• Exercise instructions:
Take the lines below from the first through the one that contains "the asset name." and copy them exactly.

• Information given:
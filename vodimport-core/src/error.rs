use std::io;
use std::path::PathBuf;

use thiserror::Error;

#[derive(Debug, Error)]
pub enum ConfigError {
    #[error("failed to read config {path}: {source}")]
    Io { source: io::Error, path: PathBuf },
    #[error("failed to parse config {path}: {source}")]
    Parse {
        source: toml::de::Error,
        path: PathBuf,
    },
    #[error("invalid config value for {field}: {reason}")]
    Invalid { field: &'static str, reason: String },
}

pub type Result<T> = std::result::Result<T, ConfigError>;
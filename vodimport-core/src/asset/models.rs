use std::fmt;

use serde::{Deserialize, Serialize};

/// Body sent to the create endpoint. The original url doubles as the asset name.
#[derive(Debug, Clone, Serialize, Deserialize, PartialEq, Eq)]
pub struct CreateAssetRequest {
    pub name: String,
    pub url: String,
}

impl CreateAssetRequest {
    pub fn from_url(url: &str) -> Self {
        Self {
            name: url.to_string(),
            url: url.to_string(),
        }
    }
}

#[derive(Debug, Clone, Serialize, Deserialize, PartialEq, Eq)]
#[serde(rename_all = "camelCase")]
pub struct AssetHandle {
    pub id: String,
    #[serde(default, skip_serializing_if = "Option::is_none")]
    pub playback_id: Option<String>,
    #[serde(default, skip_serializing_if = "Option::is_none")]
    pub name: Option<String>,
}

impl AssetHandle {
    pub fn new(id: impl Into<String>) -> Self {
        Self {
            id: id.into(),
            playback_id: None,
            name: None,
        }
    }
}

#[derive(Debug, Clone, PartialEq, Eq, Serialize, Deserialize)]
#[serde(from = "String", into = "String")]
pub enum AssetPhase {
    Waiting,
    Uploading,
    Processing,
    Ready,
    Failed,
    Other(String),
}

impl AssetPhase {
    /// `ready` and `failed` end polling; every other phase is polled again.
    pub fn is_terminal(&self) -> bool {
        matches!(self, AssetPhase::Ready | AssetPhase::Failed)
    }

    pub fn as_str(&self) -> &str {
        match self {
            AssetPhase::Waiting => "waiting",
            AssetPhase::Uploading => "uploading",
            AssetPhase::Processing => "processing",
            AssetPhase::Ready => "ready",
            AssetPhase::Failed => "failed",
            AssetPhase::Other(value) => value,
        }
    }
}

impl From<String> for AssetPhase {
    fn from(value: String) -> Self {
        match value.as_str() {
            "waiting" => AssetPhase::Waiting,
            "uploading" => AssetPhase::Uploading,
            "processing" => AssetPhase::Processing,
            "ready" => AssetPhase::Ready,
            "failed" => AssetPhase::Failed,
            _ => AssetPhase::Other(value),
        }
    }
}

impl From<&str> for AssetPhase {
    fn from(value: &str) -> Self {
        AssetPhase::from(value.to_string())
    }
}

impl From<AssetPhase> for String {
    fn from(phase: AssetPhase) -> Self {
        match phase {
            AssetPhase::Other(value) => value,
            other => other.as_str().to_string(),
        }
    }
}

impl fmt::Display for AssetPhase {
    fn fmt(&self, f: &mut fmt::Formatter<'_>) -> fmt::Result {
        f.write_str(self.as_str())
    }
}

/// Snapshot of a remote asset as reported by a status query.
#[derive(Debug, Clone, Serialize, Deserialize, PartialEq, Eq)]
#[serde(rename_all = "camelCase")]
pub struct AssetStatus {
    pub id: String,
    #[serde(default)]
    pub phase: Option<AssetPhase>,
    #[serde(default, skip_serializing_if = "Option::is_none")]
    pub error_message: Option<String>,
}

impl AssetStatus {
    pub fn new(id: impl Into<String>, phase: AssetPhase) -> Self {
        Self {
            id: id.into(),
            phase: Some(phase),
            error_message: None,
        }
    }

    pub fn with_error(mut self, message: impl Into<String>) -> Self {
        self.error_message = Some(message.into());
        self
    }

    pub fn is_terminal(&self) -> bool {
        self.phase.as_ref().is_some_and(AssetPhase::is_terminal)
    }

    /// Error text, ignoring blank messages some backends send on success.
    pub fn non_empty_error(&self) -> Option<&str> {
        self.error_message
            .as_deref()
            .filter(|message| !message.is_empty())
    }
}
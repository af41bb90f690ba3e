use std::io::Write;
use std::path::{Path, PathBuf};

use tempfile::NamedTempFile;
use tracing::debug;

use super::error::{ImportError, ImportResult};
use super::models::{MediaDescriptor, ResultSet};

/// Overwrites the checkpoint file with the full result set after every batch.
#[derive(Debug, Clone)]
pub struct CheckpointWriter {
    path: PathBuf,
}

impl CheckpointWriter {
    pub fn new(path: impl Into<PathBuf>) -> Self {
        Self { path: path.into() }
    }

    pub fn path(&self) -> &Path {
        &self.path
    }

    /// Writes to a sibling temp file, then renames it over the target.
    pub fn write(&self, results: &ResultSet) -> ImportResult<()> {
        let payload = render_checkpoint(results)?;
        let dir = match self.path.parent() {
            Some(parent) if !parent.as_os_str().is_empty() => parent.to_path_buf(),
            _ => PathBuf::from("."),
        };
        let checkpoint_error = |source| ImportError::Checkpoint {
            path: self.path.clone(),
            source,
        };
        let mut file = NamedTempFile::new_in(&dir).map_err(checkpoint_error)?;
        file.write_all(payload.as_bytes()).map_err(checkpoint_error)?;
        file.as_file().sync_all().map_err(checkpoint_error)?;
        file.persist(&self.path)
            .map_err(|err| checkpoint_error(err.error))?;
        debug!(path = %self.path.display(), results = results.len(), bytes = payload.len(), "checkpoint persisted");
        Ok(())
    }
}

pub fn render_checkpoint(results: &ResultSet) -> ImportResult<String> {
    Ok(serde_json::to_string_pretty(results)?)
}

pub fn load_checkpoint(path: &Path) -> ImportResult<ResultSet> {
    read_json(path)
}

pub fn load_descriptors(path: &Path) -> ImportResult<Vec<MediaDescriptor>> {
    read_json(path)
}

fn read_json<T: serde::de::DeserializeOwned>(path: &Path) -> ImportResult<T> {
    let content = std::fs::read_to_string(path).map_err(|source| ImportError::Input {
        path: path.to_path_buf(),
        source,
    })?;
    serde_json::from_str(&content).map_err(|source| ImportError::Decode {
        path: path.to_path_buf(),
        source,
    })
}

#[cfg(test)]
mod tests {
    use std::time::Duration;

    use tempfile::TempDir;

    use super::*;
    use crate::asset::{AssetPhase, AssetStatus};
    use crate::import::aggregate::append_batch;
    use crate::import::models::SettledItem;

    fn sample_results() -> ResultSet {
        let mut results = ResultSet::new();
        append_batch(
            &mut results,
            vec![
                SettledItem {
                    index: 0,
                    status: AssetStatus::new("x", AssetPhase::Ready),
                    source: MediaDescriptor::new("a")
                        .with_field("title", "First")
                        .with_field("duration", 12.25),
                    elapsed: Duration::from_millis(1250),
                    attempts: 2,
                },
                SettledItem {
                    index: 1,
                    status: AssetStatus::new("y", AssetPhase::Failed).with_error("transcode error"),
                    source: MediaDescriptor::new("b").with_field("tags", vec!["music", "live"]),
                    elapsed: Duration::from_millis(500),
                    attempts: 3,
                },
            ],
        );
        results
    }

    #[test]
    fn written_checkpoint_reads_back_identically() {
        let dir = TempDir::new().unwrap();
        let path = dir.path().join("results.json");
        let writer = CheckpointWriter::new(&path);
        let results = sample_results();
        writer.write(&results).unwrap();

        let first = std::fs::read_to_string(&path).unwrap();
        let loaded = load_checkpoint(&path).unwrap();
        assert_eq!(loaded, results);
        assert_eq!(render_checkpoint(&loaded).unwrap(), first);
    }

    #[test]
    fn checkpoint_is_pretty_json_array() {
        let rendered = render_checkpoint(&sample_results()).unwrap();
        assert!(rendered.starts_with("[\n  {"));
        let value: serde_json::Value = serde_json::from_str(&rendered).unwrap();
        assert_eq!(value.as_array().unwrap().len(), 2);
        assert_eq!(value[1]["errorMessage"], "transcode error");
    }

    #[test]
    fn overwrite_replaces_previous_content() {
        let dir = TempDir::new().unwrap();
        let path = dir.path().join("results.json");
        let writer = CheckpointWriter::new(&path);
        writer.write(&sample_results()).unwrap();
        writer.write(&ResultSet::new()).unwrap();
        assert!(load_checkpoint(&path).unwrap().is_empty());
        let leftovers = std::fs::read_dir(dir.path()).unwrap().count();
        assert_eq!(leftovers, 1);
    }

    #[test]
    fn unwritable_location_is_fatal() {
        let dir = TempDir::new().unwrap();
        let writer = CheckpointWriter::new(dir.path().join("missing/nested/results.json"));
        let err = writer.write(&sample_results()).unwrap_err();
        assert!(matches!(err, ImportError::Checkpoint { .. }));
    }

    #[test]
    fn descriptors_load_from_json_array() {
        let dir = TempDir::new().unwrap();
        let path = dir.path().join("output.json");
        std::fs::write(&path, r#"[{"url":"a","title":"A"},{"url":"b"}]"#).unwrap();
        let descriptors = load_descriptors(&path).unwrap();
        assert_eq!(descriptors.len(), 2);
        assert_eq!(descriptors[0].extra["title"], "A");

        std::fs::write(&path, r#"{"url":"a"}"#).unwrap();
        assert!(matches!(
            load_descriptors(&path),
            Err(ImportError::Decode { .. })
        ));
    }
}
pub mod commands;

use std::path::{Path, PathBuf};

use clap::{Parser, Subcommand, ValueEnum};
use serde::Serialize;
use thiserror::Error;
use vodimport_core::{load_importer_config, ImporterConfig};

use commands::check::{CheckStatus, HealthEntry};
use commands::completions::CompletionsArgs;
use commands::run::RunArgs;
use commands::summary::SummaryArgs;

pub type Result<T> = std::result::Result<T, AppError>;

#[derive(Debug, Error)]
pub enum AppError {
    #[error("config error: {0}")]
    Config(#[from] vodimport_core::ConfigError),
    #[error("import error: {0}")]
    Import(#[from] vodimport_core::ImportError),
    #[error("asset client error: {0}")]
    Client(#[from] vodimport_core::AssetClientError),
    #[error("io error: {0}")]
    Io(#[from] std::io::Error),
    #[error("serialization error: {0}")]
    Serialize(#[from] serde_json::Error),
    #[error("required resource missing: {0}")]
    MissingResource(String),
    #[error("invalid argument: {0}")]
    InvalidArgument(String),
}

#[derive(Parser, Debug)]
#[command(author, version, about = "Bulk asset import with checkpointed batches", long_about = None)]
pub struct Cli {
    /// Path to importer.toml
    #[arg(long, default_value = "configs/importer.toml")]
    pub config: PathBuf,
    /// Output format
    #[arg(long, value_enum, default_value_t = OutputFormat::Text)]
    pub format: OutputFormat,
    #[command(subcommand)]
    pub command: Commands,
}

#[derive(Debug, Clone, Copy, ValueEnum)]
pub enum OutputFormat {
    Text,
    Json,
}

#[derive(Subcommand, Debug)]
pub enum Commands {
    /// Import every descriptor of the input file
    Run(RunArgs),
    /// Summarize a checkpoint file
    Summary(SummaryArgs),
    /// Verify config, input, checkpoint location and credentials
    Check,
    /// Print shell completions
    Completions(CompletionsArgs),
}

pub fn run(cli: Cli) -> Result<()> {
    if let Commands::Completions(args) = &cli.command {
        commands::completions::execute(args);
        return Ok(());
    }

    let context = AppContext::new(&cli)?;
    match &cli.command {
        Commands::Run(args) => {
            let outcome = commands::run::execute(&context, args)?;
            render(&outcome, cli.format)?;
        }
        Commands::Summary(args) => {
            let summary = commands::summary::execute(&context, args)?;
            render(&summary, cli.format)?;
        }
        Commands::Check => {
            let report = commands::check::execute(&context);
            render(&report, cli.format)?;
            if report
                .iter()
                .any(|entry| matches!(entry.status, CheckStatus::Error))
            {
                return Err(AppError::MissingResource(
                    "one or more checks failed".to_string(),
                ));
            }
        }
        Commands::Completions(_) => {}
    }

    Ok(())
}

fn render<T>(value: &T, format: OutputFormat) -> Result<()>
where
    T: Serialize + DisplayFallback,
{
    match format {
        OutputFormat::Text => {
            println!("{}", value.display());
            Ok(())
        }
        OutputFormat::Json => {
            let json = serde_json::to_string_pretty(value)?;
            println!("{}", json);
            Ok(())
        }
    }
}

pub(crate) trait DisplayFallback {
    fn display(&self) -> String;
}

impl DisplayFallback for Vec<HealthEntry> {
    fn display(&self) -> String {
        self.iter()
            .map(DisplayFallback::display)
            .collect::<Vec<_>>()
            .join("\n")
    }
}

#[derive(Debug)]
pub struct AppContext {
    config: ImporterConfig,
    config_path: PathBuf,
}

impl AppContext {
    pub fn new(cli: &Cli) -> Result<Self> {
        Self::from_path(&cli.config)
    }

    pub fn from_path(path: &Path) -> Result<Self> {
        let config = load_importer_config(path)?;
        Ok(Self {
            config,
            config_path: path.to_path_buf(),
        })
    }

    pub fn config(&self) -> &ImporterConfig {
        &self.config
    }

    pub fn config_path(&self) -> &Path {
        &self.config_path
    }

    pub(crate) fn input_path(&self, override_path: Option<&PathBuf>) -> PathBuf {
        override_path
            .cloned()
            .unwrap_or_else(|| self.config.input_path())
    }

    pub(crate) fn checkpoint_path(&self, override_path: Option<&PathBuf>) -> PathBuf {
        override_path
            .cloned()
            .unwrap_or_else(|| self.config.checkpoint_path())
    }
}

• The completed task:
filename vodimport-core/src/error.rs
use std::io;
use std::path::PathBuf;

use thiserror::Error;

#[derive(Debug, Error)]
pub enum ConfigError {
    #[error("failed to read config {path}: {source}")]
    Io { source: io::Error, path: PathBuf },
    #[error("failed to parse config {path}: {source}")]
    Parse {
        source: toml::de::Error,
        path: PathBuf,
    },
    #[error("invalid config value for {field}: {reason}")]
    Invalid { field: &'static str, reason: String },
}

pub type Result<T> = std::result::Result<T, ConfigError>;
filename vodimport-core/src/asset/models.rs
use std::fmt;

use serde::{Deserialize, Serialize};

/// Body sent to the create endpoint. The original url doubles as the asset name.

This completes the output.